High Jinnks

High Jinnks reminds me a lot of Jonathan Stroud’s Amulet of Samarkand. You play as a powerful and wisecracking jinn, scornful of the Scrawny Kid he’s thrown in with. The kid (actually a young man) seems easy to manipulate at first, but before long you may find yourself the one being manipulated.

High Jinnks‘s strength is the degree to which the characters grow to care about each other over the game. Sure, the jinn and the Scrawny Kid need each other in a transactional way at first, but the Scrawny Kid eventually becomes Ali, with a past and loves — in short, a person, not a thing to be manipulated. Ali comes to appreciate the jinn as well, and by the end they both find that their relationship matters more than what each had originally hoped to gain from the other. A well-plotted story plus the banter between the jinn and Ali keeps all this from becoming maudlin — just as with The Amulet of Samarkand.

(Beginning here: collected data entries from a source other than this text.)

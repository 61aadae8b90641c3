//! Ordered command plans and their executor
//!
//! A plan is the exact sequence of media loads, opacity updates and pauses that
//! one startup or crossfade cycle issues. The executor replays it strictly in
//! order, one command at a time. A failed command is logged and recorded in the
//! report; replay continues with the next step.

use std::time::Duration;

use tokio::time::{sleep, Instant};
use tracing::{trace, warn};

use super::layers::{LayerId, LayerState};
use super::playlist::MediaReference;
use crate::control::ControlChannel;
use crate::error::CommandError;

/// One step of a plan
#[derive(Debug, Clone, PartialEq)]
pub enum PlanStep {
    /// Load media onto a layer
    LoadMedia { layer: LayerId, media: MediaReference },
    /// Set a layer's opacity
    SetOpacity { layer: LayerId, opacity: f64 },
    /// Suspend before the next step
    Pause(Duration),
}

impl PlanStep {
    /// True for steps that issue a control command
    pub fn is_command(&self) -> bool {
        !matches!(self, PlanStep::Pause(_))
    }
}

/// Ordered list of steps
#[derive(Debug, Clone, Default, PartialEq)]
pub struct CommandPlan {
    steps: Vec<PlanStep>,
}

impl CommandPlan {
    pub fn new() -> Self {
        Self::default()
    }

    pub fn with_capacity(capacity: usize) -> Self {
        Self {
            steps: Vec::with_capacity(capacity),
        }
    }

    pub fn load_media(&mut self, layer: LayerId, media: MediaReference) {
        self.steps.push(PlanStep::LoadMedia { layer, media });
    }

    pub fn set_opacity(&mut self, layer: LayerId, opacity: f64) {
        self.steps.push(PlanStep::SetOpacity { layer, opacity });
    }

    pub fn pause(&mut self, duration: Duration) {
        self.steps.push(PlanStep::Pause(duration));
    }

    pub fn steps(&self) -> &[PlanStep] {
        &self.steps
    }

    pub fn len(&self) -> usize {
        self.steps.len()
    }

    pub fn is_empty(&self) -> bool {
        self.steps.is_empty()
    }

    /// Number of steps that issue a control command
    pub fn command_count(&self) -> usize {
        self.steps.iter().filter(|s| s.is_command()).count()
    }

    /// Opacity values planned for `layer`, in order
    pub fn opacities_for(&self, layer: LayerId) -> Vec<f64> {
        self.steps
            .iter()
            .filter_map(|step| match step {
                PlanStep::SetOpacity { layer: l, opacity } if *l == layer => Some(*opacity),
                _ => None,
            })
            .collect()
    }

    /// Sum of all pauses
    pub fn total_pause(&self) -> Duration {
        self.steps
            .iter()
            .filter_map(|step| match step {
                PlanStep::Pause(d) => Some(*d),
                _ => None,
            })
            .sum()
    }
}

/// A command that failed during replay
#[derive(Debug, Clone, PartialEq)]
pub struct CommandFailure {
    /// Index of the step in the plan
    pub position: usize,
    pub step: PlanStep,
    pub error: CommandError,
}

/// Outcome of replaying a plan
#[derive(Debug, Clone, Default, PartialEq)]
pub struct ExecutionReport {
    /// Commands issued (successful or not); pauses excluded
    pub commands_issued: usize,
    pub failures: Vec<CommandFailure>,
    /// Wall-clock time spent in the replay
    pub elapsed: Duration,
}

impl ExecutionReport {
    pub fn succeeded(&self) -> bool {
        self.failures.is_empty()
    }
}

/// Replays plans against a channel, mirroring each command into [`LayerState`]
pub struct CommandExecutor;

impl CommandExecutor {
    /// Replay every step of `plan` in order.
    ///
    /// Never aborts early: a [`CommandError`] is logged and collected, and the
    /// next step runs as planned.
    pub async fn replay<C>(plan: &CommandPlan, layers: &mut LayerState, channel: &mut C) -> ExecutionReport
    where
        C: ControlChannel + ?Sized,
    {
        let started = Instant::now();
        let mut report = ExecutionReport::default();

        for (position, step) in plan.steps().iter().enumerate() {
            let result = match step {
                PlanStep::LoadMedia { layer, media } => {
                    report.commands_issued += 1;
                    layers.set_media(channel, *layer, media).await
                }
                PlanStep::SetOpacity { layer, opacity } => {
                    report.commands_issued += 1;
                    layers.set_opacity(channel, *layer, *opacity).await
                }
                PlanStep::Pause(duration) => {
                    sleep(*duration).await;
                    Ok(())
                }
            };

            if let Err(error) = result {
                warn!("Command {} failed ({:?}): {}", position, step, error);
                report.failures.push(CommandFailure {
                    position,
                    step: step.clone(),
                    error,
                });
            }
        }

        report.elapsed = started.elapsed();
        trace!(
            "Replayed {} steps ({} commands, {} failed) in {:?}",
            plan.len(),
            report.commands_issued,
            report.failures.len(),
            report.elapsed
        );
        report
    }
}

#[cfg(test)]
mod tests {
    use super::*;
    use crate::control::MediaOptions;
    use async_trait::async_trait;

    /// Records commands, failing the `fail_at`-th one (0-based)
    #[derive(Default)]
    struct ScriptedChannel {
        log: Vec<String>,
        fail_at: Option<usize>,
    }

    impl ScriptedChannel {
        fn outcome(&self) -> Result<(), CommandError> {
            if self.fail_at == Some(self.log.len() - 1) {
                Err(CommandError::Transport("injected".to_string()))
            } else {
                Ok(())
            }
        }
    }

    #[async_trait]
    impl ControlChannel for ScriptedChannel {
        async fn set_source_media(
            &mut self,
            source: &str,
            media: &MediaReference,
            _options: MediaOptions,
        ) -> Result<(), CommandError> {
            self.log.push(format!("media {} {}", source, media));
            self.outcome()
        }

        async fn set_source_opacity(&mut self, source: &str, opacity: f64) -> Result<(), CommandError> {
            self.log.push(format!("opacity {} {}", source, opacity));
            self.outcome()
        }
    }

    fn layers() -> LayerState {
        LayerState::new(["A".to_string(), "B".to_string()], MediaOptions::default())
    }

    #[tokio::test(start_paused = true)]
    async fn test_replay_preserves_order() {
        let mut plan = CommandPlan::new();
        plan.load_media(LayerId::One, MediaReference::from("next.mp4"));
        plan.set_opacity(LayerId::One, 0.0);
        plan.pause(Duration::from_millis(10));
        plan.set_opacity(LayerId::One, 1.0);
        plan.set_opacity(LayerId::Zero, 0.0);

        let mut channel = ScriptedChannel::default();
        let mut state = layers();
        let report = CommandExecutor::replay(&plan, &mut state, &mut channel).await;

        assert_eq!(
            channel.log,
            vec![
                "media B next.mp4",
                "opacity B 0",
                "opacity B 1",
                "opacity A 0",
            ]
        );
        assert_eq!(report.commands_issued, 4);
        assert!(report.succeeded());
    }

    #[tokio::test(start_paused = true)]
    async fn test_replay_continues_after_failure() {
        let mut plan = CommandPlan::new();
        for i in 0..5 {
            plan.set_opacity(LayerId::Zero, i as f64 / 4.0);
        }

        let mut channel = ScriptedChannel {
            fail_at: Some(2),
            ..Default::default()
        };
        let mut state = layers();
        let report = CommandExecutor::replay(&plan, &mut state, &mut channel).await;

        assert_eq!(channel.log.len(), 5);
        assert_eq!(report.commands_issued, 5);
        assert_eq!(report.failures.len(), 1);
        assert_eq!(report.failures[0].position, 2);
        assert_eq!(state.layer(LayerId::Zero).opacity, 1.0);
    }

    #[tokio::test(start_paused = true)]
    async fn test_replay_waits_for_pauses() {
        let mut plan = CommandPlan::new();
        plan.pause(Duration::from_millis(250));
        plan.pause(Duration::from_millis(750));

        let started = tokio::time::Instant::now();
        let mut channel = ScriptedChannel::default();
        let report = CommandExecutor::replay(&plan, &mut layers(), &mut channel).await;

        assert!(started.elapsed() >= Duration::from_secs(1));
        assert_eq!(report.commands_issued, 0);
        assert_eq!(plan.total_pause(), Duration::from_secs(1));
    }

    #[test]
    fn test_plan_helpers() {
        let mut plan = CommandPlan::with_capacity(4);
        plan.set_opacity(LayerId::Zero, 1.0);
        plan.set_opacity(LayerId::One, 0.0);
        plan.pause(Duration::from_millis(5));
        plan.set_opacity(LayerId::Zero, 0.5);

        assert_eq!(plan.len(), 4);
        assert_eq!(plan.command_count(), 3);
        assert_eq!(plan.opacities_for(LayerId::Zero), vec![1.0, 0.5]);
        assert_eq!(plan.opacities_for(LayerId::One), vec![0.0]);
    }
}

There are some scene transitions in High Jinnks that I didn’t quite follow, in the sense of “Why exactly am I going here now?” I especially remember these near the end, but there were a couple early on as well. In addition, I’m pretty sure I clicked on going to the library versus the park at one point, but the game took me to the park anyway. The motivations for specific character actions aren’t always clear, either — even in retrospect, once you understand everyone better. In general, I think the game could do a tighter job knitting its interesting story and characters together.

Overall, though, High Jinnks provides an enjoyable choice-based experience, with witty banter and characters that you come to care about more as the game progresses.